(Material for this task Opens)
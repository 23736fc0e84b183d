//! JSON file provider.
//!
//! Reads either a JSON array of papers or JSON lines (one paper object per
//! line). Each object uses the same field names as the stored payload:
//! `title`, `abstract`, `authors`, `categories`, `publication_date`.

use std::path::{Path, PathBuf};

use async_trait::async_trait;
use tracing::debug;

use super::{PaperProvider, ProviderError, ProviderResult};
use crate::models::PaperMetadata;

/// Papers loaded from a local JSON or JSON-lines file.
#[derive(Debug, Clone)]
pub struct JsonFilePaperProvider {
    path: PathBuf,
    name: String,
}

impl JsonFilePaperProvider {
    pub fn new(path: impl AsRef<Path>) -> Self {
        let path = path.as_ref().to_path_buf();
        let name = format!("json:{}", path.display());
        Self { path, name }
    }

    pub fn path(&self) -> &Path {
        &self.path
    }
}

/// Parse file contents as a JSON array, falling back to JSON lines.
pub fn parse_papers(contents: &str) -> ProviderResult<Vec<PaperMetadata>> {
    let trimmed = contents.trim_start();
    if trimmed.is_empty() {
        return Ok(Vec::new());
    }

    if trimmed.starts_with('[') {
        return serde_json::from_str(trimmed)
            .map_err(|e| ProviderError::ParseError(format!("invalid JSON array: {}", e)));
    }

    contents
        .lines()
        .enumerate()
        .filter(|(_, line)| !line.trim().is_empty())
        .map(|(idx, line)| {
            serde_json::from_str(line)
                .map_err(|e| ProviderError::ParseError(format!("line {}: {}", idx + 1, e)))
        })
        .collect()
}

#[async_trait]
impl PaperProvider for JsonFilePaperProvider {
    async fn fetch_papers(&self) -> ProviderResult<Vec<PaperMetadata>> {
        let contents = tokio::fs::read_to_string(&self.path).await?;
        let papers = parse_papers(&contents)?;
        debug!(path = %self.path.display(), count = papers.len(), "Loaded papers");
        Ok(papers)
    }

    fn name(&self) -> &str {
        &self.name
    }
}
(Material for this task Closes)
(Material for this task Opens)
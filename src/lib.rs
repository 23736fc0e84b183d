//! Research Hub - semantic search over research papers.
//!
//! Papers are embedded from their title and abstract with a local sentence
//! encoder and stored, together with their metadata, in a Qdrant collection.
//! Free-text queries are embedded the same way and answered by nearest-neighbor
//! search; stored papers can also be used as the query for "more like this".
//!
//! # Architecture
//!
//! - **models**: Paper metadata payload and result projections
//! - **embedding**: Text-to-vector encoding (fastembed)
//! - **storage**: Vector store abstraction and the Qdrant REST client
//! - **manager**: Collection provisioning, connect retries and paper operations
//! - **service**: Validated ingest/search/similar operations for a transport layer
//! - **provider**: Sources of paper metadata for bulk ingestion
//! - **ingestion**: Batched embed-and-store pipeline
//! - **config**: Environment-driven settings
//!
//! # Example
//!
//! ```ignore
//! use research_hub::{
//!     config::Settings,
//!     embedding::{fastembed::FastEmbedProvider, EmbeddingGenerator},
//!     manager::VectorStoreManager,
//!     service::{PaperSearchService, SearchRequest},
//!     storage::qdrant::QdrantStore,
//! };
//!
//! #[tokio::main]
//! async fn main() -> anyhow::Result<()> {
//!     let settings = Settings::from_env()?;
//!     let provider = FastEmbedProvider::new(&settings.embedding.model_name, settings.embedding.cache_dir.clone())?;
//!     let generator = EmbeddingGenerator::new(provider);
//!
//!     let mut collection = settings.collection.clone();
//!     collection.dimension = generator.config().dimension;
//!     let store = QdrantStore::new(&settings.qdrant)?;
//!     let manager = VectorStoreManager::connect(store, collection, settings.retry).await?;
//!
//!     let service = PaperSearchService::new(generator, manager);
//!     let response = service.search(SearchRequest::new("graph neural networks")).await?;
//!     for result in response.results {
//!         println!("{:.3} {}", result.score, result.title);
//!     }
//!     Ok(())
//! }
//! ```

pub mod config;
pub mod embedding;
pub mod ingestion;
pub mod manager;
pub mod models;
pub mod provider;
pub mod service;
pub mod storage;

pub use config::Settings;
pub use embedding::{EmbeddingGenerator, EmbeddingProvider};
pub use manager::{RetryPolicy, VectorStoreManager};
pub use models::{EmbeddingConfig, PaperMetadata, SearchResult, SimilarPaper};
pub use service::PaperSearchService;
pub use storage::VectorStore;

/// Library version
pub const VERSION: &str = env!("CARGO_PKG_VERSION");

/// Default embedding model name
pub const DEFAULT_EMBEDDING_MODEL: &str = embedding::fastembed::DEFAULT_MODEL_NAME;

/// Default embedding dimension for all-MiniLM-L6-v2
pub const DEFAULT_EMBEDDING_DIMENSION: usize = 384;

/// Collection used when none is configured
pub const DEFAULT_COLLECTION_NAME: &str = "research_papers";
(Material for this task Closes)
*Directions for this task:* In these entries, some lines may contain the string "PaperSearchService". Give the number of such lines and nothing more.

*Answer section:* 3